We’ve all heard the saying it’s better to have loved and lost than never to have loved at all, but what about those who dare to love again? It’s an audacious thought for anyone, but for a 70-year-old Iranian widow it’s a last-ditch effort to feel alive again. That’s the premise of a charming Iranian romantic-comedy that’s spiced up with unexpected radicalism.

Every day is the same for Mahin (played by the delightful Lili Farhadpour): sleeping in until noon; scrambling to answer FaceTime calls from her daughter overseas; tending to her garden and making trips to the not-so-local market from her home on the outskirts of Tehran. It's a mundane setting but each moment is presented as a beautifully framed vignette by co-directors Maryam Moqadam and Behtash Sanaeeha.

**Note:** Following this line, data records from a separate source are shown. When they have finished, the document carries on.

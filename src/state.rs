use std::sync::Arc;

use crate::config::AppConfig;
use crate::supabase::{Backend, Supabase};

#[derive(Clone)]
pub struct AppState {
    pub config: Arc<AppConfig>,
    pub backend: Arc<dyn Backend>,
}

impl AppState {
    pub fn init() -> anyhow::Result<Self> {
        let config = Arc::new(AppConfig::from_env()?);
        let backend = Arc::new(Supabase::new(
            &config.supabase_url,
            &config.supabase_anon_key,
        )?) as Arc<dyn Backend>;
        Ok(Self { config, backend })
    }

    pub fn from_parts(config: Arc<AppConfig>, backend: Arc<dyn Backend>) -> Self {
        Self { config, backend }
    }
}

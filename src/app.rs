use std::net::SocketAddr;

use axum::{
    response::{IntoResponse, Redirect, Response},
    routing::get,
    Router,
};
use tower_http::trace::TraceLayer;

use crate::session::MaybeSession;
use crate::state::AppState;
use crate::{admin, auth, books, debug, views};

pub fn build_app(state: AppState) -> Router {
    Router::new()
        .route("/", get(index))
        .route("/faq", get(faq))
        .route("/about", get(about))
        .route("/healthz", get(healthz))
        .route("/debug/books", get(debug::debug_books))
        .route("/debug/last-book", get(debug::debug_last_book))
        .merge(auth::router())
        .merge(books::router())
        .merge(admin::router())
        .with_state(state)
        .layer(
            TraceLayer::new_for_http()
                .make_span_with(|req: &axum::http::Request<_>| {
                    let method = req.method().clone();
                    let uri = req.uri().clone();
                    tracing::info_span!("http_request", %method, uri = %uri)
                })
                .on_response(
                    |res: &axum::http::Response<_>,
                     _latency: std::time::Duration,
                     span: &tracing::Span| {
                        let status = res.status();
                        span.record("status", tracing::field::display(status));
                        if status.is_server_error() {
                            tracing::error!(%status, "response");
                        } else {
                            tracing::info!(%status, "response");
                        }
                    },
                ),
        )
}

async fn index(MaybeSession(session): MaybeSession) -> Response {
    match session {
        Some(_) => Redirect::to("/books?filter=all").into_response(),
        None => views::welcome().into_response(),
    }
}

async fn faq(MaybeSession(session): MaybeSession) -> impl IntoResponse {
    views::faq_page(session.as_ref())
}

async fn about(MaybeSession(session): MaybeSession) -> impl IntoResponse {
    views::about_page(session.as_ref())
}

async fn healthz() -> &'static str {
    "ok"
}

pub async fn serve(app: Router, host: &str, port: u16) -> anyhow::Result<()> {
    let addr: SocketAddr = format!("{host}:{port}").parse()?;
    tracing::info!("listening on {}", addr);
    let listener = tokio::net::TcpListener::bind(addr).await?;
    axum::serve(listener, app).await?;
    Ok(())
}
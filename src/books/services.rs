use std::collections::HashMap;

use super::dto::{ActiveBorrowRow, BookRow, BookView, RatingRow};

/// Join the three independently fetched collections by book id and derive
/// the per-caller fields. A book with no `copies_total` counts as a single
/// copy; `available_copies` never goes negative.
pub fn enrich(
    books: Vec<BookRow>,
    my_ratings: &[RatingRow],
    active_borrows: &[ActiveBorrowRow],
) -> Vec<BookView> {
    let rating_by_book: HashMap<i64, i64> =
        my_ratings.iter().map(|r| (r.book_id, r.rating)).collect();
    let borrow_by_book: HashMap<i64, Option<String>> = active_borrows
        .iter()
        .map(|b| (b.book_id, b.due_date.clone()))
        .collect();

    books
        .into_iter()
        .map(|book| {
            let total = book.copies_total.unwrap_or(1);
            let borrowed = book.copies_borrowed.unwrap_or(0);
            let my_borrowed = borrow_by_book.contains_key(&book.id);
            BookView {
                available_copies: (total - borrowed).max(0),
                my_rating: rating_by_book.get(&book.id).copied(),
                my_due_date: borrow_by_book.get(&book.id).cloned().flatten(),
                my_borrowed,
                book,
            }
        })
        .collect()
}

/// Case-insensitive substring match over title, author, and code.
pub fn search(views: Vec<BookView>, q: &str) -> Vec<BookView> {
    let q = q.trim().to_lowercase();
    if q.is_empty() {
        return views;
    }
    views
        .into_iter()
        .filter(|v| {
            let hay = format!("{} {} {}", v.book.title, v.book.author, v.book.code)
                .to_lowercase();
            hay.contains(&q)
        })
        .collect()
}

#[derive(Debug, Clone, Copy, PartialEq, Eq)]
pub enum Filter {
    All,
    Available,
    Reserved,
    Mine,
}

impl Filter {
    /// Unknown filter values behave like `all`.
    pub fn parse(raw: &str) -> Self {
        match raw.trim().to_lowercase().as_str() {
            "available" => Filter::Available,
            "reserved" => Filter::Reserved,
            "mine" => Filter::Mine,
            _ => Filter::All,
        }
    }

    pub fn as_str(self) -> &'static str {
        match self {
            Filter::All => "all",
            Filter::Available => "available",
            Filter::Reserved => "reserved",
            Filter::Mine => "mine",
        }
    }
}

pub fn apply_filter(views: Vec<BookView>, filter: Filter) -> Vec<BookView> {
    match filter {
        Filter::All => views,
        Filter::Available => views
            .into_iter()
            .filter(|v| v.available_copies > 0)
            .collect(),
        Filter::Reserved => views
            .into_iter()
            .filter(|v| v.available_copies == 0)
            .collect(),
        Filter::Mine => views.into_iter().filter(|v| v.my_borrowed).collect(),
    }
}

#[cfg(test)]
mod tests {
    use super::*;

    fn book(id: i64, title: &str, author: &str, code: &str, total: i64, borrowed: i64) -> BookRow {
        BookRow {
            id,
            title: title.into(),
            author: author.into(),
            code: code.into(),
            copies_total: Some(total),
            copies_borrowed: Some(borrowed),
            ..Default::default()
        }
    }

    fn sample_views() -> Vec<BookView> {
        let books = vec![
            book(1, "Dune", "Frank Herbert", "SF-001", 3, 1),
            book(2, "Hyperion", "Dan Simmons", "SF-002", 2, 2),
            book(3, "The Hobbit", "Tolkien", "FA-001", 1, 0),
        ];
        let ratings = vec![RatingRow {
            book_id: 1,
            rating: 5,
        }];
        let borrows = vec![ActiveBorrowRow {
            book_id: 2,
            due_date: Some("2026-09-10".into()),
        }];
        enrich(books, &ratings, &borrows)
    }

    #[test]
    fn available_copies_never_negative() {
        let books = vec![
            book(1, "a", "b", "c", 2, 5),
            book(2, "d", "e", "f", 4, 1),
        ];
        let views = enrich(books, &[], &[]);
        assert_eq!(views[0].available_copies, 0);
        assert_eq!(views[1].available_copies, 3);
        assert!(views.iter().all(|v| v.available_copies >= 0));
    }

    #[test]
    fn missing_counts_default_to_one_total_zero_borrowed() {
        let row = BookRow {
            id: 9,
            ..Default::default()
        };
        let views = enrich(vec![row], &[], &[]);
        assert_eq!(views[0].available_copies, 1);
    }

    #[test]
    fn enrichment_joins_ratings_and_borrows_by_book_id() {
        let views = sample_views();
        assert_eq!(views[0].my_rating, Some(5));
        assert!(!views[0].my_borrowed);
        assert_eq!(views[0].my_due_date, None);

        assert_eq!(views[1].my_rating, None);
        assert!(views[1].my_borrowed);
        assert_eq!(views[1].my_due_date.as_deref(), Some("2026-09-10"));
    }

    #[test]
    fn active_borrow_without_due_date_still_counts_as_borrowed() {
        let views = enrich(
            vec![book(7, "a", "b", "c", 1, 1)],
            &[],
            &[ActiveBorrowRow {
                book_id: 7,
                due_date: None,
            }],
        );
        assert!(views[0].my_borrowed);
        assert_eq!(views[0].my_due_date, None);
    }

    #[test]
    fn search_is_case_insensitive_over_title_author_code() {
        let views = sample_views();
        let by_title = search(views.clone(), "dUnE");
        assert_eq!(by_title.len(), 1);
        assert_eq!(by_title[0].book.id, 1);

        let by_author = search(views.clone(), "simmons");
        assert_eq!(by_author.len(), 1);
        assert_eq!(by_author[0].book.id, 2);

        let by_code = search(views.clone(), "fa-001");
        assert_eq!(by_code.len(), 1);
        assert_eq!(by_code[0].book.id, 3);

        assert!(search(views, "zzz").is_empty());
    }

    #[test]
    fn blank_query_returns_everything() {
        let views = sample_views();
        assert_eq!(search(views.clone(), "").len(), views.len());
        assert_eq!(search(views.clone(), "   ").len(), views.len());
    }

    #[test]
    fn filters_partition_by_availability() {
        let views = sample_views();

        let available = apply_filter(views.clone(), Filter::Available);
        assert!(available.iter().all(|v| v.available_copies > 0));
        assert_eq!(available.len(), 2);

        let reserved = apply_filter(views.clone(), Filter::Reserved);
        assert!(reserved.iter().all(|v| v.available_copies == 0));
        assert_eq!(reserved.len(), 1);
        assert_eq!(reserved[0].book.id, 2);

        let mine = apply_filter(views.clone(), Filter::Mine);
        assert_eq!(mine.len(), 1);
        assert_eq!(mine[0].book.id, 2);

        assert_eq!(apply_filter(views.clone(), Filter::All).len(), views.len());
    }

    #[test]
    fn unknown_filter_parses_as_all() {
        assert_eq!(Filter::parse("bogus"), Filter::All);
        assert_eq!(Filter::parse(""), Filter::All);
        assert_eq!(Filter::parse("AVAILABLE"), Filter::Available);
        assert_eq!(Filter::parse(" mine "), Filter::Mine);
    }
}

During a rare ladies’ get together at her house, Mahin and her friends playfully one-up each other with the growing list of aches that have plagued them in old age – think a poker table, but with prescriptions instead of playing cards. The pace quickly changes when one of Mahin’s friends regales the group with her no-strings attached fling with an unmarried taxi driver. 

For Moqadam and Behtash Sanaeeha, these chats are for more than flights of fancy, they're acts of female rebellion. Iran’s morality police, a force that suppresses women’s rights and compromises their safety, is never far from the characters’ thoughts, especially when Mahin springs to the rescue of a young woman being arrested for not wearing her hijab.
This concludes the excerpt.